Exercise goal. From the listing below, return each line that includes "ArchiveFormat".

Given data.
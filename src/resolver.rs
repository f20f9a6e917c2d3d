//! Target identifier to download location, with pre-flight check.

use crate::archive::ArchiveFormat;
use crate::catalog::ReleaseRef;
use crate::error::{Error, Result};
use crate::http::HttpTransport;
use crate::settings::Endpoints;

/// A concrete download location for a release.
#[derive(Debug, Clone, PartialEq, Eq)]
pub struct ResolvedArchive {
    /// The requested identifier.
    pub identifier: String,
    /// Archive download URL.
    pub download_url: String,
    /// URL checked before downloading.
    pub check_url: String,
    /// Container format of the download.
    pub format: ArchiveFormat,
}

/// Templates identifiers into download URLs and verifies they exist.
pub struct ArchiveResolver<'a> {
    transport: &'a dyn HttpTransport,
    endpoints: &'a Endpoints,
}

impl<'a> ArchiveResolver<'a> {
    /// Create a resolver.
    #[must_use]
    pub fn new(transport: &'a dyn HttpTransport, endpoints: &'a Endpoints) -> Self {
        Self {
            transport,
            endpoints,
        }
    }

    /// Build the download and check URLs for `target` without any network
    /// access.
    ///
    /// # Errors
    ///
    /// Returns [`Error::Resolution`] when no configured archive URL has a
    /// supported format.
    pub fn resolve(&self, target: &ReleaseRef) -> Result<ResolvedArchive> {
        let identifier = target.identifier();
        let candidates = self.endpoints.archive_urls_for(identifier);
        let (download_url, format) =
            ArchiveFormat::preferred(&candidates).ok_or_else(|| Error::Resolution {
                identifier: identifier.to_owned(),
                status: None,
                transport_error: Some(format!(
                    "no supported archive format among {}",
                    candidates.join(", ")
                )),
            })?;
        Ok(ResolvedArchive {
            identifier: identifier.to_owned(),
            download_url: download_url.to_owned(),
            check_url: self.endpoints.version_url_for(identifier),
            format,
        })
    }

    /// Confirm that `resolved` exists with a HEAD request.
    ///
    /// # Errors
    ///
    /// Returns [`Error::Resolution`] for any status other than 200 and for
    /// transport failures.
    pub fn preflight(&self, resolved: &ResolvedArchive) -> Result<()> {
        let unresolved = |status: Option<u16>, transport_error: Option<String>| Error::Resolution {
            identifier: resolved.identifier.clone(),
            status,
            transport_error,
        };
        match self.transport.head_status(&resolved.check_url) {
            Ok(200) => Ok(()),
            Ok(status) => Err(unresolved(Some(status), None)),
            Err(err) => Err(unresolved(None, Some(err.to_string()))),
        }
    }
}

#[cfg(test)]
mod tests {
    use super::*;
    use crate::test_utils::StubTransport;
    use rstest::{fixture, rstest};

    const CHECK_URL: &str = "https://raw.test/dev/ProcessWire.php";

    #[fixture]
    fn endpoints() -> Endpoints {
        Endpoints {
            version_url: "https://raw.test/{branch}/ProcessWire.php".to_owned(),
            archive_urls: vec![
                "https://archive.test/{branch}.zip".to_owned(),
                "https://archive.test/{branch}.tar.gz".to_owned(),
            ],
            ..Endpoints::default()
        }
    }

    #[rstest]
    fn resolve_templates_identifier(endpoints: Endpoints) {
        let transport = StubTransport::default();
        let resolver = ArchiveResolver::new(&transport, &endpoints);

        let resolved = resolver
            .resolve(&ReleaseRef::branch("dev"))
            .expect("resolves");

        assert_eq!(resolved.download_url, "https://archive.test/dev.tar.gz");
        assert_eq!(resolved.format, ArchiveFormat::TarGz);
        assert_eq!(resolved.check_url, CHECK_URL);
        assert!(transport.requests().is_empty());
    }

    #[rstest]
    fn resolve_rejects_unsupported_templates(mut endpoints: Endpoints) {
        endpoints.archive_urls = vec!["https://archive.test/{branch}.rar".to_owned()];
        let transport = StubTransport::default();
        let resolver = ArchiveResolver::new(&transport, &endpoints);

        let err = resolver
            .resolve(&ReleaseRef::branch("dev"))
            .expect_err("no supported format");
        assert!(matches!(err, Error::Resolution { status: None, transport_error: Some(_), .. }));
    }

    #[rstest]
    fn preflight_accepts_ok(endpoints: Endpoints) {
        let transport = StubTransport::default().with_head(CHECK_URL, 200);
        let resolver = ArchiveResolver::new(&transport, &endpoints);
        let resolved = resolver.resolve(&ReleaseRef::branch("dev")).expect("resolves");

        resolver.preflight(&resolved).expect("preflight passes");
        assert_eq!(transport.requests(), vec![format!("HEAD {CHECK_URL}")]);
    }

    #[rstest]
    #[case::not_found(404)]
    #[case::redirect(302)]
    #[case::server_error(500)]
    fn preflight_rejects_other_statuses(endpoints: Endpoints, #[case] status: u16) {
        let transport = StubTransport::default().with_head(CHECK_URL, status);
        let resolver = ArchiveResolver::new(&transport, &endpoints);
        let resolved = resolver.resolve(&ReleaseRef::branch("dev")).expect("resolves");

        let err = resolver.preflight(&resolved).expect_err("preflight fails");
        assert!(matches!(err, Error::Resolution { status: Some(s), .. } if s == status));
    }

    #[rstest]
    fn preflight_transport_failure_is_resolution_error(endpoints: Endpoints) {
        let transport = StubTransport::default().with_failure(CHECK_URL);
        let resolver = ArchiveResolver::new(&transport, &endpoints);
        let resolved = resolver.resolve(&ReleaseRef::branch("dev")).expect("resolves");

        let err = resolver.preflight(&resolved).expect_err("preflight fails");
        assert!(matches!(
            err,
            Error::Resolution { status: None, transport_error: Some(_), .. }
        ));
    }
}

Problem solution.
use crate::archive::ArchiveFormat;
    pub format: ArchiveFormat,
            ArchiveFormat::preferred(&candidates).ok_or_else(|| Error::Resolution {
        assert_eq!(resolved.format, ArchiveFormat::TarGz);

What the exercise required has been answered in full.